Compositore italiano. Compì gli
studi musicali a Roma, diventando a soli 18 anni maestro di cappella a San
Girolamo della Carità. Nel 1679 compose la sua prima opera,
Gli
equivoci nel sembiante, apprezzata dalla regina Cristina di Svezia, la
quale, nel 1680, lo nominò maestro di cappella. Nello stesso anno
S. rappresentò con grande successo
L'onestà negli
amori, seguito da
La Psiche,
ovvero amori innamorati (1683)
e
Pompeo (1684). Nel 1684
S. venne nominato maestro di
cappella alla corte di Napoli; nella città partenopea aprì la sua
prima stagione con un rimaneggiamento di
Giustino, un'opera di G.
Legrenzi, e con
Epaminonda, di S. de Luca. Dal 1686
S.
intensificò notevolmente la sua produzione, componendo numerose opere,
fra le quali si distinsero:
Fetonte, il
Figlio delle Selve (1687);
Aldimiro,
ovvero Favore per favore (1687),
La satira (1690)
e
La caduta dei decemviri (1697). In questa prima fase della sua
attività, il musicista sviluppò uno stile operistico originale,
che fu spesso imitato dai contemporanei. Nel 1702, dopo la rappresentazione di
Tiberio,
imperatore d'Oriente, si trasferì a Firenze con il
figlio Domenico, e in seguito a Roma dove fu nominato maestro di cappella a
Santa Maria Maggiore. Tra i melodrammi del periodo romano (1703-08), alcuni dei
quali scritti per il teatro di Pratolino del principe Ferdinando de' Medici, si
ricordano
Arminio (1703),
Manho (1705),
Il Gran Tamerlano
(1706). Nel 1706 fu eletto, insieme a Corelli e Pasquini, membro dell'Accademia
dell'Arcadia e il suo prestigio aumentò considerevolmente. Nel 1707 si
recò a Venezia, ove vennero eseguite due nuove opere,
Mitridate
Eupatore e
Il trionfo della libertà. Nel 1708, quando il Regno
di Napoli passò agli Austriaci
S., in precarie condizioni
economiche e stanco dell'ambiente romano, preferì riprendere il suo
vecchio posto nella cappella reale, trattenendosi a Napoli per 10 anni.
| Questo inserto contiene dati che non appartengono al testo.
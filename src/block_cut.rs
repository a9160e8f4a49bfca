use crate::{
    Graph,
    error::{Precondition, Result},
    graph_internal::GraphInternal,
    types::{EdgeId, VertexId},
};

/// Represents the block-cut structure of a graph: its blocks and cut vertices.
#[derive(Debug, Clone)]
pub struct BlockCutTree {
    /// Number of blocks in the graph.
    pub block_count: usize,
    /// Number of cut vertices in the graph.
    pub cut_count: usize,
    /// Number of connected components, isolated vertices included.
    pub component_count: usize,
    /// Blocks of the graph, each given by its edges. Self-loops belong to no block.
    pub blocks: Vec<Vec<EdgeId>>,
    /// Cut vertices in increasing index order.
    pub cut_vertices: Vec<VertexId>,
}

impl BlockCutTree {
    /// Index of the block that contains `e`.
    pub fn block_of(&self, e: EdgeId) -> Option<usize> {
        self.blocks.iter().position(|block| block.contains(&e))
    }
}

pub(crate) struct InternalBlocks {
    pub blocks: Vec<Vec<usize>>,
    pub is_cut: Vec<bool>,
    pub roots: usize,
}

/// Returns the lowest preorder vertex reachable from subtree of u [lowpoint].
fn dfs(
    graph: &GraphInternal,
    u: usize,
    parent_edge: Option<usize>,
    time: &mut usize,
    preorder: &mut [usize],
    vertex_stack: &mut Vec<usize>,
    // block is defined by set of edges, this way we avoid problem with cut vertices multi membership
    blocks: &mut Vec<Vec<usize>>,
    is_cut: &mut [bool],
) -> usize {
    preorder[u] = *time;
    *time += 1;
    let mut low = preorder[u];
    let mut is_potential_cut = parent_edge.is_some();
    vertex_stack.push(u);

    for &eid in &graph.adj[u] {
        if Some(eid) == parent_edge {
            continue;
        }
        let v = graph.get_other_vertex(eid, u);
        if preorder[v] == usize::MAX {
            let low_v = dfs(
                graph,
                v,
                Some(eid),
                time,
                preorder,
                vertex_stack,
                blocks,
                is_cut,
            );
            low = low.min(low_v);
            if low_v >= preorder[u] && is_potential_cut {
                is_cut[u] = true;
            }
            // if in root this will handle >2 dfs tree children case
            is_potential_cut = true;
        } else {
            // back edge, or a parallel copy of the parent edge
            low = low.min(preorder[v]);
        }
    }

    if let Some(pe) = parent_edge {
        let parent = graph.get_other_vertex(pe, u);
        if low >= preorder[parent] {
            let mut block = Vec::new();
            while let Some(w) = vertex_stack.pop() {
                // every edge is taken at its endpoint discovered later, self-loops never
                block.extend(
                    graph.adj[w]
                        .iter()
                        .copied()
                        .filter(|&e| preorder[w] > preorder[graph.get_other_vertex(e, w)]),
                );
                if w == u {
                    break;
                }
            }
            block.sort_unstable();
            blocks.push(block);
        }
    }

    low
}

pub(crate) fn internal_blocks(graph: &GraphInternal) -> InternalBlocks {
    let mut time = 0;
    let mut preorder = vec![usize::MAX; graph.n];
    let mut vertex_stack = Vec::with_capacity(graph.n);
    let mut is_cut = vec![false; graph.n];
    let mut blocks = Vec::new();
    let mut roots = 0;

    for u in 0..graph.n {
        if preorder[u] == usize::MAX {
            roots += 1;
            dfs(
                graph,
                u,
                None,
                &mut time,
                &mut preorder,
                &mut vertex_stack,
                &mut blocks,
                &mut is_cut,
            );
            vertex_stack.clear();
        }
    }

    InternalBlocks {
        blocks,
        is_cut,
        roots,
    }
}

/// Computes the biconnected components (blocks) and cut vertices of the graph.
pub fn get_block_cut_tree<V>(graph: &Graph<V>) -> BlockCutTree {
    let internal = GraphInternal::from_graph(graph);
    let InternalBlocks {
        blocks,
        is_cut,
        roots,
    } = internal_blocks(&internal);

    let cut_vertices: Vec<VertexId> = is_cut
        .iter()
        .enumerate()
        .filter(|&(_, &cut)| cut)
        .map(|(u, _)| VertexId::new(u))
        .collect();

    BlockCutTree {
        block_count: blocks.len(),
        cut_count: cut_vertices.len(),
        component_count: roots,
        blocks: blocks
            .into_iter()
            .map(|block| block.into_iter().map(EdgeId::new).collect())
            .collect(),
        cut_vertices,
    }
}

/// Checks that the graph has at least two vertices, is connected and has no cut vertex.
pub fn check_biconnected<V>(graph: &Graph<V>) -> Result<()> {
    let n = graph.vertex_count();
    if n < 2 {
        return Err(Precondition::TooFewVertices(n).into());
    }

    let bct = get_block_cut_tree(graph);
    if bct.component_count > 1 {
        return Err(Precondition::Disconnected.into());
    }
    if let Some(&v) = bct.cut_vertices.first() {
        return Err(Precondition::NotBiconnected(v).into());
    }

    Ok(())
}

pub fn is_biconnected<V>(graph: &Graph<V>) -> bool {
    check_biconnected(graph).is_ok()
}

pub fn list_cut_vertices<V>(graph: &Graph<V>) -> Vec<VertexId> {
    get_block_cut_tree(graph).cut_vertices
}

/// Copies the given edges and their endpoints into a fresh graph.
///
/// Vertex contents are cloned; vertices are numbered in order of first
/// appearance in `edges`.
pub fn extract_subgraph<V: Clone>(graph: &Graph<V>, edges: &[EdgeId]) -> Result<Graph<V>> {
    let mut ret = Graph::with_capacity(0, edges.len());
    let mut mapping = vec![None; graph.vertex_count()];

    for &e in edges {
        let (s, t) = graph.endpoints(e)?;
        let mut local = [s, t];
        for v in local.iter_mut() {
            let slot = &mut mapping[v.index()];
            *v = match *slot {
                Some(mapped) => mapped,
                None => {
                    let mapped = ret.add_vertex(graph.content(*v)?.clone());
                    *slot = Some(mapped);
                    mapped
                }
            };
        }
        ret.add_weighted_edge(local[0], local[1], graph.weight(e)?)?;
    }

    Ok(ret)
}

/// Returns every block of the graph as a graph of its own.
pub fn list_biconnected_components<V: Clone>(graph: &Graph<V>) -> Result<Vec<Graph<V>>> {
    get_block_cut_tree(graph)
        .blocks
        .iter()
        .map(|block| extract_subgraph(graph, block))
        .collect()
}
A questo
secondo periodo napoletano appartengono 16 opere, tra le quali la celebre
Tigrane (1715), rappresentata con successo al Teatro di San Bartolomeo.
Intanto, la sua fama cresceva: gli fu conferito il titolo di cavaliere, mentre a
Roma gli ammiratori sollecitavano un suo ritorno. Fra questi, il principe
Ruspoli, che organizzò la rappresentazione di molte opere di
S.,
tra le quali
La Griselda (1721) e
La virtù degli amori
(1721); ma
S. trascorse gli ultimi anni di vita a Napoli. Applaudito nei
teatri di tutta Italia, e soprattutto in quelli napoletani,
S. è
considerato il maggior compositore italiano di melodrammi dopo C. Monteverdi. Si
impose per la straordinaria efficacia drammatica, ottenuta con il collaudato
sistema dell'opera per arie e recitativi. Oltre che al suo autentico valore
musicale, tuttavia,
S. dovette parte della fama alla straordinaria
abilità nel cogliere le profonde differenze di gusto del pubblico. Anche
se è generalmente considerato il caposcuola degli operisti napoletani del
Settecento, sono evidenti nella sua produzione le influenze di altre scuole, di
quella veneziana e romana in particolare. Le sinfonie introduttive delle sue
opere, che presero la forma definitiva allegro-adagio-allegro, costituiscono un
contributo notevole all'evoluzione musicale; di importanza non minore, del
resto, sono le sue composizioni strumentali autonome: le 12 sinfonie per
orchestra (1715); le sonate a quattro, per due violini, viola e violoncello; le
sonate per due flauti, due violini e continuo; i sei concerti grossi per due
violini e violoncello solisti, due violini, viola e continuo. Della sua
produzione sono meritevoli di citazione anche gli oratori, i madrigali, le
cantate (più di 600), i mottetti, i dieci concerti sacri e, soprattutto,
le Messe: probabilmente
S. ne compose più di 200, ma ne
conserviamo soltanto dieci, alcune delle quali notevoli per la modernità
del gusto, come la
Missa Clementina (1716), di grande efficacia poetica.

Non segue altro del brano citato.